Janezich and attorney Mike Ciresi want to see full public funding for campaigns, while former state auditor Mark Dayton and businesswoman Rebecca Yanisch support partial public funding. All say they back campaign finance reform. The four also agree that Congress needs to address high prescription drug costs. Janezich and Ciresi argued over whether a senator in the minority party can do much about the high costs.

Janezich says Democrats may have to support a Republican prescription drug plan for the sake of progress. Republicans want to cover drugs through the private sector, while Democrats want a Medicare drug benefit. Ciresi says giving in to a Republican plan would show a lack of leadership, and he cited several successful cases from his legal career that many observers said couldn't be won.

"You couldn't get the Dalkon Shield off the market, you couldn't get the Copper 7 off the market, you couldn't take on tobacco, they're too powerful - take what you can get and get out. Lot of people did that.That's not leadership. This is about leadership, about getting things done, people want a doer," Ciresi said.

But exchanges like that were in short supply, as the four candidates agreed on their opposition to the Republican plan to roll back the estate tax, and the need to invest the nation's budget surplus in education, health care and affordable housing.

The four also agreed on the one thing they like about Republican Senator Rod Grams' term in office: his successful push for a $500-per-child tax credit, although Dayton says it should be doubled.

The candidates are starting to pick at each other's records. Ciresi questioned why Yanisch takes credit for 4,000 affordable housing units in Minneapolis while heading the Minneapolis Community Development Agency, when 3,600 of them already existed before her tenure. Yanisch says she made sure those units stayed affordable.

"That is the leadership I provided in Minneapolis," she said. "Those 3,600 units you refer to would be private, market-rate units at much higher rents if we had not intervened to ensure they continued to be affordable housing."

Yanisch also found her background under question by Dayton, who said the former single mother should support universal health care for all Americans, not just children.

Hour One | Hour Two

"You talk about growing up as a single mother without health insurance, but your proposals don't provide health insurance for single mothers. They provide them for the children," Dayton said to Yanisch.

"I think we have to set priorities here and I think it is a matter of leadership, and I can assure you when I stand on the floor of the U.S. Senate and bring the voice of advocacy for better health-care coverage, it won't be from looking at polls or briefing books, it will be speaking from the heart and from my own experiences," Yanisch countered.

The debate over how to move toward universal health care highlights a difference among the DFL candidates. Dayton is the only one who has said he wants immediate universal coverage. But in his latest television ad, Dayton appears to back off, saying "It's time to move to affordable, quality health care for all Americans - start by covering all children." Ciresi attacked Dayton for the apparent discrepancy.

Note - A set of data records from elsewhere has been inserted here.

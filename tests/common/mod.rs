/*******************************************************************************
*   (c) 2020 ZondaX GmbH
*
*  Licensed under the Apache License, Version 2.0 (the "License");
*  you may not use this file except in compliance with the License.
*  You may obtain a copy of the License at
*
*      http://www.apache.org/licenses/LICENSE-2.0
*
*  Unless required by applicable law or agreed to in writing, software
*  distributed under the License is distributed on an "AS IS" BASIS,
*  WITHOUT WARRANTIES OR CONDITIONS OF ANY KIND, either express or implied.
*  See the License for the specific language governing permissions and
*  limitations under the License.
********************************************************************************/
//! Test transports
#![allow(dead_code)]

use std::collections::VecDeque;
use std::ops::Deref;
use std::sync::Mutex;

use async_trait::async_trait;
use k256::ecdsa::{signature::Signer, Signature, SigningKey, VerifyingKey};
use k256::elliptic_curve::sec1::ToEncodedPoint;
use ledger_transport::{APDUAnswer, APDUCommand, Exchange};

pub const PATH: &str = "44'/111'/0'/0/0";
pub const PATH_HEX: &str = "058000002c8000006f800000000000000000000000";
pub const ADDRESS: &str = "AewxfHQobSc49a4radHp74JZCGP8LRe4xA";
pub const CHAIN_CODE: [u8; 32] = [0xcc; 32];

#[derive(Debug, thiserror::Error)]
pub enum MockError {
    #[error("unexpected apdu {0}")]
    Unexpected(String),
    #[error("no recorded exchange left for {0}")]
    Exhausted(String),
    #[error("malformed recorded answer")]
    Malformed,
}

/// Replays `=> apdu` / `<= answer` hex records, checking each sent APDU
pub struct ReplayTransport {
    record: Mutex<VecDeque<(String, String)>>,
    sent: Mutex<Vec<String>>,
}

impl ReplayTransport {
    pub fn new(record: &str) -> Self {
        let mut exchanges = VecDeque::new();
        let mut pending = None;

        for line in record.lines().map(str::trim).filter(|l| !l.is_empty()) {
            if let Some(apdu) = line.strip_prefix("=>") {
                pending = Some(apdu.trim().to_lowercase());
            } else if let Some(answer) = line.strip_prefix("<=") {
                let apdu = pending.take().expect("answer without apdu");
                exchanges.push_back((apdu, answer.trim().to_lowercase()));
            } else {
                panic!("bad record line {}", line);
            }
        }

        ReplayTransport {
            record: Mutex::new(exchanges),
            sent: Mutex::new(Vec::new()),
        }
    }

    /// Number of APDUs the app sent
    pub fn calls(&self) -> usize {
        self.sent.lock().unwrap().len()
    }

    pub fn sent(&self) -> Vec<String> {
        self.sent.lock().unwrap().clone()
    }
}

#[async_trait]
impl Exchange for ReplayTransport {
    type Error = MockError;
    type AnswerType = Vec<u8>;

    async fn exchange<I>(
        &self,
        command: &APDUCommand<I>,
    ) -> Result<APDUAnswer<Self::AnswerType>, Self::Error>
    where
        I: Deref<Target = [u8]> + Send + Sync,
    {
        let apdu = hex::encode(command.serialize());
        self.sent.lock().unwrap().push(apdu.clone());

        let (expected, answer) = self
            .record
            .lock()
            .unwrap()
            .pop_front()
            .ok_or_else(|| MockError::Exhausted(apdu.clone()))?;

        if expected != apdu {
            return Err(MockError::Unexpected(apdu));
        }

        let answer = hex::decode(answer).map_err(|_| MockError::Malformed)?;
        APDUAnswer::from_answer(answer).map_err(|_| MockError::Malformed)
    }
}

const SW_OK: [u8; 2] = [0x90, 0x00];
const SW_INVALID_P1P2: [u8; 2] = [0x6b, 0x00];
const SW_CONDITIONS: [u8; 2] = [0x69, 0x85];
const SW_INS_NOT_SUPPORTED: [u8; 2] = [0x6d, 0x00];

struct Accumulator {
    ins: u8,
    p2: u8,
    data: Vec<u8>,
}

/// A minimal ARK app: answers reads and signs accumulated commands with ECDSA
pub struct EmulatedDevice {
    key: SigningKey,
    legacy_firmware: bool,
    pending: Mutex<Option<Accumulator>>,
    calls: Mutex<usize>,
}

impl EmulatedDevice {
    pub fn new() -> Self {
        EmulatedDevice {
            key: SigningKey::from_slice(&[0x42; 32]).unwrap(),
            legacy_firmware: false,
            pending: Mutex::new(None),
            calls: Mutex::new(0),
        }
    }

    /// Firmware up to 2.0.1 only knows the ECDSA selector for public keys
    pub fn legacy() -> Self {
        EmulatedDevice {
            legacy_firmware: true,
            ..EmulatedDevice::new()
        }
    }

    pub fn verifying_key(&self) -> VerifyingKey {
        self.key.verifying_key().clone()
    }

    pub fn public_key(&self) -> k256::PublicKey {
        k256::PublicKey::from(self.key.verifying_key())
    }

    pub fn public_key_hex(&self) -> String {
        hex::encode(self.public_key().to_encoded_point(true).as_bytes())
    }

    pub fn calls(&self) -> usize {
        *self.calls.lock().unwrap()
    }

    fn answer(&self, cla: u8, ins: u8, p1: u8, p2: u8, data: &[u8]) -> Vec<u8> {
        if cla != 0xe0 {
            return vec![0x6e, 0x00];
        }

        match ins {
            0x06 => vec![0x01, 0x02, 0x03, 0x01, 0x90, 0x00],
            0x02 => self.public_key_answer(p2),
            0x04 | 0x08 => self.accumulate(ins, p1, p2, data),
            _ => SW_INS_NOT_SUPPORTED.to_vec(),
        }
    }

    fn public_key_answer(&self, p2: u8) -> Vec<u8> {
        let key = self.public_key().to_encoded_point(true);
        let mut answer = vec![key.as_bytes().len() as u8];
        answer.extend_from_slice(key.as_bytes());

        match (p2, self.legacy_firmware) {
            (0x40, _) => {
                answer.push(ADDRESS.len() as u8);
                answer.extend_from_slice(ADDRESS.as_bytes());
            }
            (0x01, false) => answer.extend_from_slice(&CHAIN_CODE),
            (0x00, false) => {}
            _ => return SW_INVALID_P1P2.to_vec(),
        }

        answer.extend_from_slice(&SW_OK);
        answer
    }

    fn accumulate(&self, ins: u8, p1: u8, p2: u8, data: &[u8]) -> Vec<u8> {
        let mut pending = self.pending.lock().unwrap();

        let complete = match p1 {
            0x80 | 0x00 => {
                *pending = Some(Accumulator {
                    ins,
                    p2,
                    data: data.to_vec(),
                });
                p1 == 0x80
            }
            0x01 | 0x81 => {
                let continues =
                    matches!(pending.as_ref(), Some(acc) if acc.ins == ins && acc.p2 == p2);
                if !continues {
                    *pending = None;
                    return SW_CONDITIONS.to_vec();
                }
                if let Some(acc) = pending.as_mut() {
                    acc.data.extend_from_slice(data);
                }
                p1 == 0x81
            }
            _ => return SW_INVALID_P1P2.to_vec(),
        };

        if !complete {
            return SW_OK.to_vec();
        }

        let acc = match pending.take() {
            Some(acc) => acc,
            None => return SW_CONDITIONS.to_vec(),
        };

        let path_len = 1 + 4 * acc.data[0] as usize;
        let message = &acc.data[path_len..];
        let signature: Signature = self.key.sign(message);

        // Schnorr requests get a compact 64 byte signature
        let mut answer = match acc.p2 {
            0x40 => signature.to_der().as_bytes().to_vec(),
            _ => signature.to_bytes().to_vec(),
        };
        answer.extend_from_slice(&SW_OK);
        answer
    }
}

#[async_trait]
impl Exchange for EmulatedDevice {
    type Error = MockError;
    type AnswerType = Vec<u8>;

    async fn exchange<I>(
        &self,
        command: &APDUCommand<I>,
    ) -> Result<APDUAnswer<Self::AnswerType>, Self::Error>
    where
        I: Deref<Target = [u8]> + Send + Sync,
    {
        *self.calls.lock().unwrap() += 1;
        let answer = self.answer(command.cla, command.ins, command.p1, command.p2, &command.data);
        APDUAnswer::from_answer(answer).map_err(|_| MockError::Malformed)
    }
}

"You have said one thing, and then in your last ad, you went back and said it should be incremental," said Ciresi.

Dayton reiterated that he'd push for an employer health-insurance mandate, and for the federal government to immediately insure everyone else who falls through the cracks. The flap caused Janezich to joke that he's glad he doesn't have the money to run TV ads, because "they can get you in trouble."

The four Democrats know time is running out. Recent polls show many DFL primary voters are still undecided in the Senate race, and the candidates are likely to rachet up their attacks on each other in the final month before the primary.